Every now and again, it happens. In a moment of unspeakable horror, a hero turns bad. Heroes watch in horror as the man they once knew as a friend and colleague betrays them, sometimes committing unspeakable atrocities.
And then you have the opposite: a moment when a villain begins a path of redemption, allying with the heroes they have so often fought. And this is what has just happened: as a consequence of ‘AXIS’, Victor Creed – the savage Sabretooth – has actually become an Avenger.
Done well, these are some of the most powerful stories a comic-book writer can pen. Today, I’m going to cast my eyes to a handful of examples, and ask a simple question: how do you write the about-turn well?
The first example of the betrayal is the one that stands throughout X-Men history. Chris Claremont had transformed Jean Grey into the near-all-powerful cosmic entity Phoenix, aiming to give the X-Men a ‘Thor level’ hero of their own. But then he began a subtle and prolonged arc in which Jean’s mind was meddled with and she began to succumb to insanity. Finally, breathtakingly, Jean was transformed into Dark Phoenix, and consumed a very star-system in her insatiable hunger.
Jean Grey, that most powerful and iconic of heroes, had been manipulated. Little by little, we had seen her character begin to break under the strain of Mastermind’s illusions.

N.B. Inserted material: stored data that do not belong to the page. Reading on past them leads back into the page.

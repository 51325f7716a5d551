use super::*;

#[test]
fn test_sign_in_requires_email_and_password() {
    assert_eq!(
        validate_sign_in("", "secret"),
        Err(ValidationError::EmailRequired)
    );
    assert_eq!(
        validate_sign_in("student@example.com", ""),
        Err(ValidationError::PasswordRequired)
    );
    assert!(validate_sign_in("student@example.com", "x").is_ok());
}

#[test]
fn test_email_format() {
    for bad in ["student", "student@", "@example.com", "student@example", "a b@c.d"] {
        assert_eq!(
            validate_sign_in(bad, "secret"),
            Err(ValidationError::InvalidEmail),
            "{} should be rejected",
            bad
        );
    }
    assert!(validate_sign_in("  first.last+tag@uni.edu  ", "secret").is_ok());
}

#[test]
fn test_sign_up_password_mismatch() {
    let err = validate_sign_up("s@example.com", "secret1", "secret2").unwrap_err();
    assert_eq!(err, ValidationError::PasswordMismatch);
    assert_eq!(err.to_string(), "Passwords do not match");
}

#[test]
fn test_sign_up_password_length() {
    assert_eq!(
        validate_sign_up("s@example.com", "abc", "abc"),
        Err(ValidationError::PasswordTooShort)
    );
    assert!(validate_sign_up("s@example.com", "abcdef", "abcdef").is_ok());
}
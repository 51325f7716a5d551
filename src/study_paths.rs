//! Centralized home-based storage paths for study-companion persistence.
//!
//! Everything lives under `~/.study-companion/` unless `STUDY_COMPANION_HOME`
//! points somewhere else:
//! - `config.yaml` - Optional user configuration
//! - `accounts.json` - Local account registry
//! - `session.json` - Signed-in principal
//! - `remote/` - File-backed remote stats store (default root)
//! - `logs/events.jsonl` - Structured event log

use anyhow::{Context, Result};
use sha2::{Digest, Sha256};
use std::fs;
use std::path::PathBuf;

/// The name of the study-companion directory.
const STUDY_DIR: &str = ".study-companion";

/// Environment variable overriding the home directory.
pub const HOME_ENV: &str = "STUDY_COMPANION_HOME";

/// Returns the home directory: `~/.study-companion/`
///
/// Creates the directory if it doesn't exist.
///
/// # Errors
///
/// Returns an error if:
/// - Home directory cannot be determined
/// - Directory creation fails
pub fn study_home_dir() -> Result<PathBuf> {
    let dir = match std::env::var_os(HOME_ENV) {
        Some(custom) if !custom.is_empty() => PathBuf::from(custom),
        _ => dirs::home_dir()
            .context("Could not determine home directory for study storage")?
            .join(STUDY_DIR),
    };
    fs::create_dir_all(&dir)
        .with_context(|| format!("Failed to create study directory: {}", dir.display()))?;
    Ok(dir)
}

/// Returns the user config path: `~/.study-companion/config.yaml`
pub fn config_path() -> Result<PathBuf> {
    Ok(study_home_dir()?.join("config.yaml"))
}

/// Returns the account registry path: `~/.study-companion/accounts.json`
pub fn accounts_path() -> Result<PathBuf> {
    Ok(study_home_dir()?.join("accounts.json"))
}

/// Returns the signed-in session path: `~/.study-companion/session.json`
pub fn session_path() -> Result<PathBuf> {
    Ok(study_home_dir()?.join("session.json"))
}

/// Returns the default root of the file-backed remote store: `~/.study-companion/remote/`
pub fn default_remote_root() -> Result<PathBuf> {
    let dir = study_home_dir()?.join("remote");
    fs::create_dir_all(&dir)
        .with_context(|| format!("Failed to create remote directory: {}", dir.display()))?;
    Ok(dir)
}

/// Returns the logs directory: `~/.study-companion/logs/`
pub fn logs_dir() -> Result<PathBuf> {
    let dir = study_home_dir()?.join("logs");
    fs::create_dir_all(&dir)
        .with_context(|| format!("Failed to create logs directory: {}", dir.display()))?;
    Ok(dir)
}

/// Hashes a principal identifier into a filesystem-safe key
/// (SHA256 truncated to 16 hex characters).
pub fn principal_key(principal: &str) -> String {
    let mut hasher = Sha256::new();
    hasher.update(principal.as_bytes());
    let result = hasher.finalize();
    hex_encode(&result[..8])
}

/// Encodes bytes as lowercase hex string.
pub fn hex_encode(bytes: &[u8]) -> String {
    bytes.iter().map(|b| format!("{:02x}", b)).collect()
}

#[cfg(test)]
#[path = "tests/study_paths_tests.rs"]
mod tests;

Sure, retcons have since been applied to this story – more retcons, perhaps, than in any other part of X-history – but imagine you were reading this for the first time. This was Jean Grey, one of the original five X-Men, beloved of Scott Summers, and she had consumed a star!
The question, of course, was where to go next. Claremont had planned for Jean to be stripped of her powers, but his boss Jim Shooter felt that wasn’t enough of a consequence for such a monumental act. Instead, Jean sacrificed herself to prevent the Dark Phoenix being unleashed once again.
This is one way to pull it off: step-by-step open the hero to manipulation, tempt them with the enormity of their own power, and then transform them. The story was made epic precisely because of the scale of Jean’s power, and the emotion was raw because of the decades of emotional connection readers had with her.
Now let me give you another example, this one from the 1990s: Colossus. For me, this was the equivalent of Jean – Jean’s fall was historical, a known element, whereas Colossus’ betrayal was shocking. I had always had a strong connection to Colossus, the man of nobility with a skin of osmium steel. And then, little by little, the tragedies began to mount, and their weight rested upon his shoulders.
Bad enough his brother Mikhail’s insanity led to his suicide; then, on a visit to Russia, Colossus’ parents too were slaughtered. But most horrific of all was the heart-wrenching death of Illyana Rasputin, a death of innocence that shattered Colossus’ hope. Magneto intruded in Illyana’s funeral, and as battle raged, Colossus made his choice. He could no longer believe in Xavier’s Dream – he could no longer hope – and so he lashed out, choosing to join the Acolytes.
These were true heroes, and they truly fell. Their actions, in different ways, defined their eras; one fell due to manipulation, the other due to the terrible pressure of heroism. But how do you write the reverse?
Well, you do it with equal care. There is one immortal example in X-Men canon, and her name is Emma Frost. Despite various attempts to airbrush her past, Emma Frost debuted as a true villain, an absolute nightmare for the X-Men – and one of the nastiest villains around. In a sense, she was the antithesis to Charles Xavier; the psionic who abused her power, who mentored young mutants in ways we’d really rather they didn’t learn. In Joss Whedon’s run, he memorably had Kitty declare to Emma that she learned what evil looked like early on – evil bore the face of Emma Frost.
And then, in the early 1990s, Emma’s Hellions were slaughtered and she was left in a coma. Awakening, she was badly shaken by the experience, and doubted the choices she had made in the past. In this fragile state, a helping hand from Banshee was gratefully received, and she soon wound up co-headmaster of the Massachusetts Academy, running the Generation X team. Morrison kind of forgot her character development through this period when he brought her into the X-Men fold, but the fact remained that she’d been operating on the side of the angels for some years.
As the years passed, of course, Emma became Cyclops’ partner, and one of the most significant players in the modern X-Men.
This is how you transition a character. You do it with care, you do it with elegance, and you do it in such a way as to make you believe they’re true to themselves. And this is why I couldn’t stand ‘AXIS’, incidentally, with its’ ‘magic spell’ inversion effect. And this is why Sabretooth becoming an Avenger seriously doesn’t work. We’ve tried redeeming Sabretooth before, when he was a prisoner of the X-Men in the ‘90s (he even played a key role in the formation of Generation X!). And back then, it worked. Because there was an arc, because there was characterisation, because there was progression and build-up. Whereas the current plot basically feels like a gimmick.
Whether you’re turning a good guy bad, or making a bad guy your newest hero, one thing is for sure: a magic spell just doesn’t cut it.